Türkiye'deki tarım işletmelerinin ne kadarı haşvancılıkla uğraşıyor?
- Tarım Bakanlığı rakamlarına göre Türkiye'de 4 milyon tarım işletmesi var. Köylü Mehmet Ağa da bir tarım işletmesi, Urfa'da büyük bir yatırımla kurulan Koç-Ata da bir tarım işletmesi... Bunun sadece yüzde 2.5'i hayvancılıkla doğrudan uğraşıyor. Tarım işletmelerinin yüzde 70'i ise hayvan bulunduruyor. Yani ortalamada hayvan varlığımızı tarım işletmelerine bölersek işletme başına 3-5 hayvan düşüyor. Böyle bir ortamda hayvancılıkta verimlilikten hiç bahsedilemez. 1000-1500, 3 bin hayvanı olan modern besi tesisleri de var ama bunların sayısı Türkiye'yi doyuracak yeterlilikte değil. Buralarda bir karkas 350 kilolara varırken, 3-5 hayvanla uğraşan besicinin hayvanı ise 180-200 kiloda kalıyor. Aradaki bu 150 kilo etin bedelini kim ödüyor, biz ödüyoruz, yemeyerek, yiyemeyerek... Pahalı olduğu için yiyemiyoruz gibi görünüyor ama zaten yemek istesek de o kadar eti bulamayız. Bugün 10-12 kilogram olan yıllık tüketim 20 kiloya çıksa üretimimiz yetmez.

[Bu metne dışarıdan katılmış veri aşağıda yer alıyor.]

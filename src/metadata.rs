//! Request metadata types.

use http::{HeaderMap, HeaderName, HeaderValue, Method};
use url::Url;

/// Metadata for an individual HTTP request.
#[derive(Debug, Clone)]
pub struct RequestMetadata {
    /// The HTTP method (GET, POST, etc.).
    pub method: Method,

    /// The request path, relative to the base address.
    pub path: String,

    /// Additional headers for this request.
    pub headers: HeaderMap,
}

impl RequestMetadata {
    /// Creates a new `RequestMetadata` with the given method and path.
    pub fn new(method: Method, path: impl Into<String>) -> Self {
        Self {
            method,
            path: path.into(),
            headers: HeaderMap::new(),
        }
    }

    /// Adds a header to the request.
    ///
    /// # Errors
    ///
    /// Returns an error if the header name or value is invalid.
    pub fn with_header(
        mut self,
        name: impl AsRef<str>,
        value: impl AsRef<str>,
    ) -> Result<Self, crate::Error> {
        let name = HeaderName::try_from(name.as_ref()).map_err(|e| {
            crate::Error::RequestConstruction(format!("invalid header name: {}", e))
        })?;
        let value = HeaderValue::try_from(value.as_ref()).map_err(|e| {
            crate::Error::RequestConstruction(format!("invalid header value: {}", e))
        })?;
        self.headers.insert(name, value);
        Ok(self)
    }

    /// Joins the path onto `base`.
    ///
    /// The path's leading slash is dropped and any path prefix on the base is
    /// kept, so `http://host/api` + `/season/1` is `http://host/api/season/1`.
    pub fn url(&self, base: &Url) -> Result<Url, crate::Error> {
        let joined = format!(
            "{}/{}",
            base.as_str().trim_end_matches('/'),
            self.path.trim_start_matches('/')
        );
        Url::parse(&joined)
            .map_err(|e| crate::Error::RequestConstruction(format!("{:?}: {}", joined, e)))
    }
}

impl Default for RequestMetadata {
    fn default() -> Self {
        Self::new(Method::GET, "")
    }
}
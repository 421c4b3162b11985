use super::{schema, DataSource, Diagnostic, PLACEHOLDER_ID};
use crate::{models::Connection, Client};
use serde::{Deserialize, Serialize};
use std::future::Future;

/// Inputs of the `theoffice_connections` data source.
#[derive(Debug, Clone, PartialEq, Eq, Deserialize, Serialize)]
pub struct ConnectionsConfig {
    pub season: i64,
}

/// State of the `theoffice_connections` data source.
#[derive(Debug, Clone, PartialEq, Eq, Serialize)]
pub struct ConnectionsState {
    pub id: String,
    pub season: i64,
    pub connections: Vec<Connection>,
}

/// Character connections per episode of a season.
#[derive(Debug, Clone)]
pub struct ConnectionsDataSource {
    client: Client,
}

impl ConnectionsDataSource {
    pub fn new(client: Client) -> Self {
        Self { client }
    }
}

impl DataSource for ConnectionsDataSource {
    type Config = ConnectionsConfig;
    type State = ConnectionsState;

    const TYPE_SUFFIX: &'static str = "_connections";

    fn schema() -> &'static schema::Schema {
        &schema::CONNECTIONS_SCHEMA
    }

    fn read(
        &self,
        config: ConnectionsConfig,
    ) -> impl Future<Output = Result<ConnectionsState, Diagnostic>> + Send {
        async move {
            let response = self
                .client
                .get_connections(config.season)
                .await
                .map_err(|e| Diagnostic::new("Unable to Read theOffice Connections", e.to_string()))?;

            tracing::trace!(
                season = config.season,
                episodes = response.connections.len(),
                "read connections data source"
            );

            Ok(ConnectionsState {
                id: PLACEHOLDER_ID.to_string(),
                season: config.season,
                connections: response.connections,
            })
        }
    }
}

Hayvancılıktaki yetersiz üretim neden kaynaklanıyor?
- Tarımın dengesizliği, dengeli beslenmeyi dengesizleştiriyor. Kıt, istikrarsız, verimsiz bir hammaddeden başlıyor hayvancılıktaki sorun. Hayvanın ete dönüştürüleecği bir transformasyondan geçmesi gerek. Türkiye, 2 milyon ton hayvan kesebilecek kapasiteye sahip. Ama Türkiye'nin yıllık üretimi 800 bin ton civarında. Hayvan kesimi yapan 900 mezbahanın 800'ü belediye mezbahaları. 96 civarında özel sektör tesisi, 9 da EBK kesimhanesi var. Peki piyasada tüketilen diğer etler nerede kesiliyor? Çok büyük bir kısmı hijyenden uzak bir ortamda kesiliyor. Sırt, gövde vs. kasaplara naklediliyor. Son derece faydalı bir ürünü kirletme politikasıyla son derece zararlı hale getiriyoruz.
8.5 MİLYON HAYVAN
Peki Türkiye'de modern et tesislerinin sayısı niçin artmıyor?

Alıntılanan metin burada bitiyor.